Wall Street ha reagito con un rialzo, non tanto per i benefici attesi dalle misure, quanto perché i dazi si sono rivelati meno pesanti del previsto – o forse semplicemente perché si è chiusa una lunga fase di incertezza, alimentata da settimane di dichiarazioni contraddittorie. L’S&P 500 ha guadagnato lo 0,67%, il Nasdaq lo 0,87%. Anche l’oro ha aggiornato i suoi massimi, con il future salito a 3.177,70 dollari l’oncia. Nelle ore successive all’annuncio, tuttavia, l’orientamento dei mercati si è invertito. Il Dow Jones future è in calo del 2,7% e le borse europee e asiatiche hanno aperto la seduta in profondo rosso.
“Per le nazioni che ci trattano male, calcoleremo l’aliquota totale dei dazi e delle barriere non tariffarie che impongono, e applicheremo loro circa la metà di quanto ci hanno fatto pagare”, ha dichiarato Trump, “avrei potuto applicare dazi completamente reciproci, ma sarebbe stato troppo duro per molti Paesi. Abbiamo scelto un approccio più morbido, ma comunque deciso”.
Di seguito una parte dei dazi specifici introdotti:
Paese/Area | Dazio applicato a Usa (%) | Dazio Usa in risposta (%) |
---|---|---|
Cina | 67 | 34 |
Unione Europea | 39 | 20 |
Vietnam | 90 | 46 |
Taiwan | 64 | 32 |
Giappone | 46 | 24 |
India | 52 | 26 |
Il metodo di calcolo per determinare “l’aliquota” non ha realmente a che vedere con i dazi subiti dai prodotti americani, ma viene ricavata dal deficit commerciale. La Casa Bianca ha successivamente chiarito la tipologia di calcolo utilizzata.

Tra i dettagli del piano, l’amministrazione ha introdotto con effetto immediato un dazio del 25% sui Paesi che acquistano petrolio dal Venezuela. Ancora più rilevante, le auto non prodotte negli Stati Uniti saranno sottoposte a un dazio del 25%, come annunciato nei giorni scorsi – una misura che avrà forti ripercussioni su buona parte dell’industria automotive europea. Entro il 3 maggio, un dazio del 25% sarà esteso anche ad alcune componenti automobilistiche. Sono invece ancora in attesa di una data ufficiale i dazi settoriali su microchip, farmaci (che rappresentano la prima voce dell’export europeo verso gli USA) e legname, annunciati da Trump ma non ancora calendarizzati.

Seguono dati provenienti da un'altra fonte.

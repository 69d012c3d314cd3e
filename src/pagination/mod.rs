//! Pagination module
//!
//! Supports: Offset (limit/offset clauses) and Cursor (`$id > last`)
//!
//! # Overview
//!
//! The records endpoint returns at most 500 records per call. Each strategy
//! turns the caller's condition into the query string for every page and
//! decides from the returned page (and the reported total count) when the
//! result set is complete.

mod strategies;
mod types;

pub use strategies::{cursor_query, offset_query, CursorPaginator, OffsetPaginator};
pub use types::{
    NextPage, PagePlan, PaginationState, Paginator, RecordLimit, MAX_OFFSET, MAX_PAGE_SIZE,
};

#[cfg(test)]
mod tests;
//! CLI commands and argument parsing

use clap::{Parser, Subcommand};
use std::path::PathBuf;

/// Kintone REST API command-line client
#[derive(Parser, Debug)]
#[command(name = "kintone-sdk")]
#[command(author, version, about, long_about = None)]
pub struct Cli {
    /// Client configuration file (YAML or JSON)
    #[arg(short = 'C', long, global = true, env = "KINTONE_CONFIG")]
    pub config: Option<PathBuf>,

    /// Kintone domain or base URL
    #[arg(short, long, global = true, env = "KINTONE_DOMAIN")]
    pub domain: Option<String>,

    /// App id
    #[arg(short, long, global = true, env = "KINTONE_APP")]
    pub app: Option<String>,

    /// API token
    #[arg(long, global = true, env = "KINTONE_API_TOKEN", hide_env_values = true)]
    pub api_token: Option<String>,

    /// Login name for password authentication
    #[arg(long, global = true, env = "KINTONE_LOGIN_NAME")]
    pub login_name: Option<String>,

    /// Password for password authentication
    #[arg(long, global = true, env = "KINTONE_PASSWORD", hide_env_values = true)]
    pub password: Option<String>,

    /// Basic auth user
    #[arg(long, global = true, env = "KINTONE_BASIC_AUTH_USER")]
    pub basic_auth_user: Option<String>,

    /// Basic auth password
    #[arg(
        long,
        global = true,
        env = "KINTONE_BASIC_AUTH_PASSWORD",
        hide_env_values = true
    )]
    pub basic_auth_password: Option<String>,

    /// Output format
    #[arg(short, long, global = true, default_value = "json")]
    pub format: OutputFormat,

    /// Verbose output
    #[arg(short, long, global = true)]
    pub verbose: bool,

    #[command(subcommand)]
    pub command: Commands,
}

/// CLI subcommands
///
/// Arguments taking JSON accept either inline JSON or `@path` to read it
/// from a file.
#[derive(Subcommand, Debug)]
pub enum Commands {
    /// Show the form layout
    Form,

    /// Show field definitions keyed by field code
    Fields,

    /// Fetch one record by id
    Get {
        /// Record id
        #[arg(long)]
        id: u64,
    },

    /// Fetch records matching a query
    Records {
        /// Query condition, without limit/offset
        #[arg(short, long, default_value = "")]
        query: String,

        /// Field codes to return (comma-separated)
        #[arg(long, value_delimiter = ',')]
        fields: Vec<String>,

        /// Number of records to fetch (-1 = all)
        #[arg(long, default_value = "-1", allow_negative_numbers = true)]
        limit: i64,

        /// Include the total count in the output
        #[arg(long)]
        total_count: bool,

        /// Page by record id instead of offset (ignores --limit)
        #[arg(long)]
        by_id: bool,
    },

    /// Create one record
    Add {
        /// Record JSON (`{"field": {"value": ...}}`)
        #[arg(long)]
        record: String,
    },

    /// Create several records
    AddMany {
        /// JSON array of records
        #[arg(long)]
        records: String,
    },

    /// Update one record by id or update key
    Update {
        /// Record id
        #[arg(long, conflicts_with = "key_field", required_unless_present = "key_field")]
        id: Option<u64>,

        /// Update key field code
        #[arg(long, requires = "key_value")]
        key_field: Option<String>,

        /// Update key value
        #[arg(long, requires = "key_field")]
        key_value: Option<String>,

        /// Record JSON with the fields to replace
        #[arg(long)]
        record: String,

        /// Expected revision
        #[arg(long)]
        revision: Option<u64>,
    },

    /// Update several records
    UpdateMany {
        /// JSON array of `{id|updateKey, record, revision?}` entries
        #[arg(long)]
        updates: String,
    },

    /// Delete records by id
    Delete {
        /// Record ids (comma-separated)
        #[arg(long, value_delimiter = ',', required = true)]
        ids: Vec<u64>,

        /// Expected revisions, one per id (comma-separated)
        #[arg(long, value_delimiter = ',')]
        revisions: Vec<u64>,
    },

    /// Upload a file and print its file key
    Upload {
        /// Local file to upload
        #[arg(long, conflicts_with = "url", required_unless_present = "url")]
        file: Option<PathBuf>,

        /// Remote file to fetch and upload
        #[arg(long)]
        url: Option<String>,
    },

    /// Download a file by its file key
    Download {
        /// File key
        #[arg(long)]
        file_key: String,

        /// Destination path (stdout when omitted)
        #[arg(short, long)]
        output: Option<PathBuf>,
    },
}

/// Output format
#[derive(Debug, Clone, Copy, PartialEq, Eq, clap::ValueEnum)]
pub enum OutputFormat {
    /// Compact JSON
    Json,
    /// Indented JSON
    Pretty,
}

L’introduzione di questi costi potrebbe generare un effetto inflattivo immediato sull’economia americana e, al tempo stesso, comprimere le prospettive di crescita nei Paesi esportatori. Ma anche il PIL statunitense subirà un impatto negativo: Goldman Sachs, che ha recentemente alzato al 35% le probabilità di una recessione negli Stati Uniti nei prossimi 12 mesi, stima che l’aliquota tariffaria effettiva aumenterà di 15 punti percentuali nel corso dell’anno, sottraendo poco più di un punto percentuale alla crescita economica. Con prodotti più costosi, i consumatori tenderanno a ridurre i propri acquisti – e non solo di beni importati.
Per il momento, la reazione dei mercati riflette sia il sollievo per la fine dell’incertezza, sia la speranza che queste misure possano avere vita breve. Molti analisti ritengono che Donald Trump voglia evitare di danneggiare l’economia e i mercati finanziari con una politica commerciale troppo rigida. L’impressione prevalente è che i dazi servano soprattutto da leva nei negoziati internazionali, più che rappresentare un cambio di paradigma duraturo nel commercio globale.